Take advantage of the Big Island’s unspoiled sand, surf and pristine waters at these five spectacular beaches. From sugar white to black and even green, the Big Island has a beach that will suit every visitor. Browse through our list at some of the island’s greatest beaches, with beautiful pictures included.
Pololu Valley - Black Sand Beach
Black sand, high cliffs and lush vegetation make Pololu Valley a must-see location on the Big Island. The valley is located along the northern slopes of Kohala Mountain, where erosion has carved out some of the most picturesque terrain in Hawaii.
Pololu Valley lies at the end of Highway 270. Many visitors drive over simply for the stunning views, but the valley floor can be accessed by a 20-minute hike down a hillside trail. A large, mostly-empty black sand beach flanks the shoreline at the head of the valley. The beachfront contains sculpted pieces of driftwood and finely polished lava rocks.

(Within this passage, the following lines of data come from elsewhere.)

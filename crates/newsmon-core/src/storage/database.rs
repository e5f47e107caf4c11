use sqlx::sqlite::{
    SqliteConnectOptions, SqliteJournalMode, SqlitePoolOptions, SqliteSynchronous,
};
use sqlx::{Pool, Sqlite};
use std::str::FromStr;
use std::time::Duration;

use crate::config::AppConfig;
use crate::model::{NewSource, SourceKind};
use crate::Result;

/// Database connection pool wrapper
#[derive(Clone)]
pub struct Database {
    pool: Pool<Sqlite>,
}

impl Database {
    /// Create a new database connection and run migrations.
    ///
    /// Failure here is the one fatal condition in the pipeline; everything
    /// downstream degrades per source instead of aborting.
    pub async fn new(config: &AppConfig) -> Result<Self> {
        let db_path = config.database_path();

        if let Some(parent) = db_path.parent() {
            std::fs::create_dir_all(parent)?;
        }

        let db_url = format!("sqlite:{}", db_path.display());

        tracing::info!("Connecting to database: {}", db_path.display());

        // Per-connection PRAGMAs so every pool member gets the same
        // settings, not just the first one.
        let options = SqliteConnectOptions::from_str(&db_url)?
            .create_if_missing(true)
            .journal_mode(SqliteJournalMode::Wal)
            .synchronous(SqliteSynchronous::Normal)
            .busy_timeout(Duration::from_secs(10));

        let pool = SqlitePoolOptions::new()
            .max_connections(10)
            .acquire_timeout(Duration::from_secs(10))
            .connect_with(options)
            .await?;

        let db = Self { pool };
        db.run_migrations().await?;

        Ok(db)
    }

    /// Create an in-memory database (used by tests)
    pub async fn new_in_memory() -> Result<Self> {
        let pool = SqlitePoolOptions::new()
            .max_connections(1)
            .connect("sqlite::memory:")
            .await?;

        let db = Self { pool };
        db.run_migrations().await?;

        Ok(db)
    }

    async fn run_migrations(&self) -> Result<()> {
        tracing::debug!("Running database migrations...");

        sqlx::query(MIGRATION_001_SOURCES)
            .execute(&self.pool)
            .await?;

        sqlx::query(MIGRATION_002_ARTICLES)
            .execute(&self.pool)
            .await?;

        sqlx::query(MIGRATION_003_SETTINGS)
            .execute(&self.pool)
            .await?;

        sqlx::query(MIGRATION_004_SUMMARIES)
            .execute(&self.pool)
            .await?;

        sqlx::query(MIGRATION_005_EXPORTS)
            .execute(&self.pool)
            .await?;

        for statement in MIGRATION_INDEXES {
            sqlx::query(statement).execute(&self.pool).await?;
        }

        tracing::debug!("Database migrations completed");
        Ok(())
    }

    /// Seed default settings, and a default source set when the source
    /// table is empty. Safe to call on every startup.
    pub async fn seed_defaults(&self) -> Result<()> {
        for (key, value) in DEFAULT_SETTINGS {
            sqlx::query("INSERT OR IGNORE INTO settings (key, value) VALUES (?, ?)")
                .bind(key)
                .bind(value)
                .execute(&self.pool)
                .await?;
        }

        let (source_count,): (i64,) = sqlx::query_as("SELECT COUNT(*) FROM sources")
            .fetch_one(&self.pool)
            .await?;

        if source_count == 0 {
            let repo = super::SourceRepository::new(self);
            for source in default_sources() {
                repo.create(&source).await?;
            }
            tracing::info!("Seeded default sources");
        }

        Ok(())
    }

    /// Get the connection pool
    pub fn pool(&self) -> &Pool<Sqlite> {
        &self.pool
    }
}

const DEFAULT_SETTINGS: &[(&str, &str)] = &[
    ("schedule_interval", "60"),
    (
        "categories",
        "AI/ML,Software Development,Cybersecurity,New Technologies",
    ),
    ("max_articles_per_fetch", "50"),
    ("auto_summarize", "true"),
    ("llm_model", "gpt-4o-mini"),
];

fn default_sources() -> Vec<NewSource> {
    let mut sources = vec![
        NewSource::new("Hacker News", SourceKind::Feed, "https://news.ycombinator.com/rss"),
        NewSource::new("TechCrunch", SourceKind::Feed, "https://techcrunch.com/feed/"),
        NewSource::new("Wired", SourceKind::Feed, "https://www.wired.com/feed/rss"),
        NewSource::new(
            "Ars Technica",
            SourceKind::Feed,
            "https://feeds.arstechnica.com/arstechnica/index",
        ),
        NewSource::new(
            "MIT Tech Review",
            SourceKind::Feed,
            "https://www.technologyreview.com/feed/",
        ),
        NewSource::new(
            "The Verge",
            SourceKind::Feed,
            "https://www.theverge.com/rss/index.xml",
        ),
        NewSource::new(
            "AI News (VentureBeat)",
            SourceKind::Feed,
            "https://venturebeat.com/category/ai/feed/",
        ),
        NewSource::new("Dev.to", SourceKind::Feed, "https://dev.to/feed"),
    ];

    let mut ml = NewSource::new(
        "r/MachineLearning",
        SourceKind::Aggregator,
        "https://www.reddit.com/r/MachineLearning",
    );
    ml.config.insert("subreddit".into(), "MachineLearning".into());
    sources.push(ml);

    let mut programming = NewSource::new(
        "r/programming",
        SourceKind::Aggregator,
        "https://www.reddit.com/r/programming",
    );
    programming
        .config
        .insert("subreddit".into(), "programming".into());
    sources.push(programming);

    sources
}

const MIGRATION_001_SOURCES: &str = r#"
CREATE TABLE IF NOT EXISTS sources (
    id INTEGER PRIMARY KEY AUTOINCREMENT,
    name TEXT NOT NULL,
    type TEXT NOT NULL,
    url TEXT NOT NULL,
    enabled INTEGER NOT NULL DEFAULT 1,
    config TEXT NOT NULL DEFAULT '{}',
    last_fetched DATETIME,
    created_at DATETIME NOT NULL
)
"#;

const MIGRATION_002_ARTICLES: &str = r#"
CREATE TABLE IF NOT EXISTS articles (
    id INTEGER PRIMARY KEY AUTOINCREMENT,
    title TEXT NOT NULL,
    description TEXT NOT NULL DEFAULT '',
    content TEXT NOT NULL DEFAULT '',
    author TEXT NOT NULL DEFAULT '',
    url TEXT NOT NULL UNIQUE,
    published_date TEXT NOT NULL DEFAULT '',
    source_id INTEGER REFERENCES sources(id),
    collected_at DATETIME NOT NULL,
    content_hash TEXT NOT NULL UNIQUE,
    category TEXT NOT NULL DEFAULT '',
    exported INTEGER NOT NULL DEFAULT 0
)
"#;

const MIGRATION_003_SETTINGS: &str = r#"
CREATE TABLE IF NOT EXISTS settings (
    key TEXT PRIMARY KEY,
    value TEXT NOT NULL
)
"#;

const MIGRATION_004_SUMMARIES: &str = r#"
CREATE TABLE IF NOT EXISTS summaries (
    id INTEGER PRIMARY KEY AUTOINCREMENT,
    article_ids TEXT NOT NULL,
    summary_text TEXT NOT NULL,
    category TEXT NOT NULL DEFAULT '',
    created_at DATETIME NOT NULL
)
"#;

const MIGRATION_005_EXPORTS: &str = r#"
CREATE TABLE IF NOT EXISTS exports (
    id INTEGER PRIMARY KEY AUTOINCREMENT,
    articles_count INTEGER NOT NULL,
    export_date DATETIME NOT NULL,
    filename TEXT NOT NULL,
    export_type TEXT NOT NULL
)
"#;

const MIGRATION_INDEXES: &[&str] = &[
    "CREATE INDEX IF NOT EXISTS idx_articles_url ON articles(url)",
    "CREATE INDEX IF NOT EXISTS idx_articles_hash ON articles(content_hash)",
    "CREATE INDEX IF NOT EXISTS idx_articles_category ON articles(category)",
    "CREATE INDEX IF NOT EXISTS idx_articles_collected ON articles(collected_at DESC)",
    "CREATE INDEX IF NOT EXISTS idx_sources_enabled ON sources(enabled)",
];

Further inland, a small forest with plenty of rope swings can be found.
The beachfront is great for playing in the waves, but rip currents and unpredictable surf make the waters dangerous for inexperienced swimmers.
Mauna Kea Beach is famous for its clear waters and sugary sand. The bay hosts a variety of ocean activities, including surfing, bodyboarding, stand-up paddle-boarding and snorkeling. Similar to all of the Big Island’s west-facing shores, the beach’s waves tend to be gentle during the summer and larger in the winter.
During a 1960 helicopter tour of the coastline, Laurance Rockefeller was so impressed by the beauty of Kauna’oa Bay that he immediately set forth to build the island’s first resort. Today, Mauna Kea Beach Hotel continues to dazzle visitors from around the world.
Hotel guests have access to Mauna Kea’s beachside restaurant, bar and pool deck. Non-hotel guests are still able to enjoy the beach by requesting a beach pass at the resort entrance. The number of beach passes is limited, however, so it is best to come early in the morning.
Hapuna is the Big Island’s largest sandy beach, stretching nearly a half mile from north to south. The beach’s vast size makes it an ideal location for visitors looking for an extra spacious plot in the sand.
Similar to Mauna Kea Beach, Hapuna is renowned for its sugar white sand, rock-free bottom and clear waters. Bodyboarding, swimming, beach volleyball and other forms of recreation are popular throughout the year. The rocky points on each end of the bay host a variety of tropical fish and beautiful coral formations, making it an excellent location for snorkeling.
Access to the beach is divided between a public parking lot to the south and the Hapuna Beach Prince Hotel to the north. Non-hotel guests can park in the parking lot between 7am and 8pm. Non-Hawaii residents are charged a $5 fee to help maintain the park.
A popular spot for locals and visitors alike, Waialea Beach (also known as Beach 69) is one of the Big Island’s best beaches. With white sand, beautiful rock formations and ancient Kiawe trees, Waialea Beach is full of fun and adventure for the entire family.
Located in a bay just north of Puako, the beach is not fronted by any hotels and is largely free of development. A series of rocky outcrops, large pieces of driftwood and trees divide the sand into a series of smaller alcoves. The trees provide ample shade for a relaxing beach experience. In general, the beach becomes less busy farther to the south. The best area for bodyboarding is near the main entrance.
The offshore waters of Waialea Beach host a variety of reef beds and small, rocky islands. Some of the island’s best snorkeling can be found here.
The beach entrance is marked with a sign and can be accessed from Old Puako Road. A small parking fee is requested for non-island residents.
Papakōlea Beach is one of the world’s only green sand beaches. Located near South Point, the beach can only be accessed by a 45-minute hike or a 4WD trip along a coastal trail.
The beach is located in the middle of an eroded cinder cone and flanked by beautiful sea cliffs on all sides. When viewed up close, the sand is composed of millions of tiny green olivine crystals. Due to their density and weight, the crystals remain onshore while lighter particles are washed away.
Papakōlea Beach is a fantastic place to hike, take photographs and swim. The beach is often empty, allowing visitors full access to one of the most renowned natural attractions in the world.